Patients taking somapacitan have greater IGF-1 levels than those taking Norditropin. This is critical because IGF-1 is the principal mediator of GH and plays a critical role in controlling growth and metabolism in the human body [35]. Our analysis also highlighted the importance of IGF-1 synthesis in stimulating skeletal growth, with the change in IGF-1 levels accounting for a substantial portion of the variance in height growth. According to the literature, excess or insufficient IGF-1 and GH can cause growth issues such as gigantism, growth retardation, and short height. Children with short height but not GH deficiency were medicated with GH or not treated in some randomized, controlled, multicenter clinical trials [36, 37]. Over 5 years, the GH recipients’ height increased significantly in a dose-response pattern. Compared to untreated children, the change in IGF-1 levels from foundation accounted for the most variance (28% of the total variance) in greater height, suggesting the critical role of IGF-1 synthesis in stimulating skeletal growth. In both sexes, the IGF-1 impact was highly related to height growth [38].

Furthermore, the link between IGF-1 and GH is critical for maintaining skeletal muscle and lean body mass, decreasing adiposity, increasing immunological function, improving learning and memory, and increasing cardiovascular function, which cannot be expected in GH and IGF-1 deficit [39]. A study, however, found that IGF-1 levels showed low diagnostic accuracy as a screening test for GHD (due to the multifaceted nature of the disease). As a result, IGF-1 should not be used alone to screen for GHD [40].

According to the TSQM-9, somapacitan was statistically significantly more convenient, effective, and satisfactory than the Norditropin group. It is connected with fewer injections encountered by individuals in the somapacitan group than the Norditropin group. A comprehensive analysis of thirteen trials found that patients transitioning to less frequent injections enjoyed greater convenience and fulfillment, greater compliance rates, fewer adverse reactions, and improved quality of life across various diseases, including GH deficiency. Injections given less frequently are at least as effective as daily therapy [41].

Both Norditropin and somapacitan have a reasonably favorable safety profile regarding side events. However, the rash is more prevalent in the Norditropin group. The patient developed delayed hypersensitivity rashes to Norditropin, which is cell-mediated rather than IgE-mediated [42]. The rash was also found to reduce adherence in the Norditropin group [43].

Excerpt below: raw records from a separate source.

//! Subject resolution: which scope applies to this request.
//!
//! Each deployment mode has its own strategy, all behind [`SubjectResolver`]:
//!
//! | Strategy               | Subject                                     |
//! |------------------------|---------------------------------------------|
//! | [`GlobalResolver`]     | always the single global scope              |
//! | [`IssuerResolver`]     | requester id with the issuer removed        |
//! | [`RelayStateResolver`] | relay state, or its third `.` segment       |
//!
//! A strategy that cannot name a subject reports the request as out of
//! scope, which lets it pass through untouched. Only the relay-state strategy
//! can fail outright, when the relay state it needs is missing or malformed.

use std::fmt;

use tracing::debug;

use crate::attributes::RequestContext;
use crate::error::RequestError;
use crate::policy::{PolicyScope, PolicySet};

/// Who a request is evaluated as.
#[derive(Debug, Clone, PartialEq, Eq, Hash)]
pub enum Subject {
    /// The single policy of a simple deployment.
    Global,
    /// A client id of a client-scoped deployment.
    Client(String),
}

impl fmt::Display for Subject {
    fn fmt(&self, f: &mut fmt::Formatter<'_>) -> fmt::Result {
        match self {
            Self::Global => f.write_str("global"),
            Self::Client(id) => write!(f, "client '{id}'"),
        }
    }
}

/// Why a request was left alone.
#[derive(Debug, Clone, PartialEq, Eq)]
pub enum OutOfScope {
    /// The request carries no usable requester id.
    MissingRequesterId,
    /// The derived client id has no configured scope.
    UnknownClient(String),
}

impl fmt::Display for OutOfScope {
    fn fmt(&self, f: &mut fmt::Formatter<'_>) -> fmt::Result {
        match self {
            Self::MissingRequesterId => f.write_str("request has no requester id"),
            Self::UnknownClient(id) => write!(f, "no policy configured for client '{id}'"),
        }
    }
}

/// The scope selected for a request, or the reason none applies.
#[derive(Debug)]
pub enum Resolution<'p> {
    InScope {
        subject: Subject,
        scope: &'p PolicyScope,
    },
    OutOfScope(OutOfScope),
}

/// Derives the subject of a request.
///
/// Implementations only read the request; scope lookup is shared in
/// [`resolve`].
pub trait SubjectResolver: fmt::Debug + Send + Sync {
    /// Returns the subject, `Ok(None)` when the request is out of scope, or
    /// an error when the request cannot be processed.
    fn subject(&self, request: &RequestContext) -> Result<Option<Subject>, RequestError>;
}

/// Runs `resolver` and looks the subject up in `policies`.
///
/// # Errors
///
/// Propagates the resolver's [`RequestError`].
pub fn resolve<'p>(
    resolver: &dyn SubjectResolver,
    policies: &'p PolicySet,
    request: &RequestContext,
) -> Result<Resolution<'p>, RequestError> {
    let Some(subject) = resolver.subject(request)? else {
        debug!("Ignoring request with missing requester id");
        return Ok(Resolution::OutOfScope(OutOfScope::MissingRequesterId));
    };

    match policies.select(&subject) {
        Some(scope) => Ok(Resolution::InScope { subject, scope }),
        None => {
            let id = match subject {
                Subject::Client(id) => id,
                Subject::Global => String::new(),
            };
            debug!(client_id = %id, "Ignoring client with no configured policy");
            Ok(Resolution::OutOfScope(OutOfScope::UnknownClient(id)))
        }
    }
}

// ============================================================================
// Global
// ============================================================================

/// Simple deployments: every request is evaluated against the global scope.
#[derive(Debug, Clone, Copy, Default)]
pub struct GlobalResolver;

impl SubjectResolver for GlobalResolver {
    fn subject(&self, _request: &RequestContext) -> Result<Option<Subject>, RequestError> {
        Ok(Some(Subject::Global))
    }
}

// ============================================================================
// Issuer
// ============================================================================

/// OIDC deployments keyed by requester id.
///
/// The proxy forwards requester ids of the form `<issuer><client_id>`; every
/// occurrence of the issuer is removed to recover the client id. This is
/// plain substring removal, not URL parsing.
#[derive(Debug, Clone)]
pub struct IssuerResolver {
    issuer: String,
}

impl IssuerResolver {
    pub fn new(issuer: &str) -> Self {
        Self {
            issuer: issuer.to_string(),
        }
    }

    pub fn issuer(&self) -> &str {
        &self.issuer
    }
}

impl SubjectResolver for IssuerResolver {
    fn subject(&self, request: &RequestContext) -> Result<Option<Subject>, RequestError> {
        Ok(request
            .requester_id()
            .map(|id| Subject::Client(id.replace(&self.issuer, ""))))
    }
}

// ============================================================================
// Relay State
// ============================================================================

/// OIDC deployments keyed by relay state.
///
/// When the response is destined for the trusted service provider, the relay
/// state is `<a>.<b>.<client_id>` and the client id is everything after the
/// second dot. For any other destination the relay state is the client id.
#[derive(Debug, Clone)]
pub struct RelayStateResolver {
    trusted_sp: String,
}

impl RelayStateResolver {
    pub fn new(trusted_sp: &str) -> Self {
        Self {
            trusted_sp: trusted_sp.to_string(),
        }
    }

    pub fn trusted_sp(&self) -> &str {
        &self.trusted_sp
    }
}

impl SubjectResolver for RelayStateResolver {
    fn subject(&self, request: &RequestContext) -> Result<Option<Subject>, RequestError> {
        let relay_state = request
            .relay_state
            .as_deref()
            .ok_or(RequestError::MissingRelayState)?;

        if request.destination.as_deref() != Some(self.trusted_sp.as_str()) {
            return Ok(Some(Subject::Client(relay_state.to_string())));
        }

        match relay_state.splitn(3, '.').nth(2) {
            Some(client_id) if !client_id.is_empty() => {
                Ok(Some(Subject::Client(client_id.to_string())))
            }
            _ => Err(RequestError::UnparseableRelayState {
                relay_state: relay_state.to_string(),
            }),
        }
    }
}

// ============================================================================
// Tests
// ============================================================================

This systematic review and meta-analysis possess several strengths. We evaluated different doses and side effects associated with administering Norditropin or somapacitan. Also, our study’s comprehensive evaluation of parameters beyond traditional clinical outcomes, encompassing adherence and quality of life considerations, reflects a holistic approach to assessing treatment effectiveness. However, our study is accompanied by noteworthy limitations. Variability in trial protocols, blinding methodologies, and randomization practices across included studies might introduce biases. Heterogeneity among selected trials, stemming from patient characteristics and demographic variations, necessitates careful interpretation due to potential influences on treatment responses. Constraints related to exploring dose-response relationships stem from data scarcity within specific dosage ranges. Lastly, the generalizability of our findings to diverse clinical settings merits consideration, recognizing that despite the study’s significance, applicability to different patient populations, treatment regimens, and dosages remains subject to inherent variations.

Conclusion

Norditropin and Sogroya demonstrated similar effectiveness and safety characteristics. Patients’ quality of life can contribute to swapping the medications based on physician recommendations. Hence, future research efforts would significantly benefit from real-world mid- and long-term studies involving larger population samples. Furthermore, conducting cost-effectiveness studies is essential to assess the economic implications and potential advantages of using the therapies from the healthcare payers’ perspective.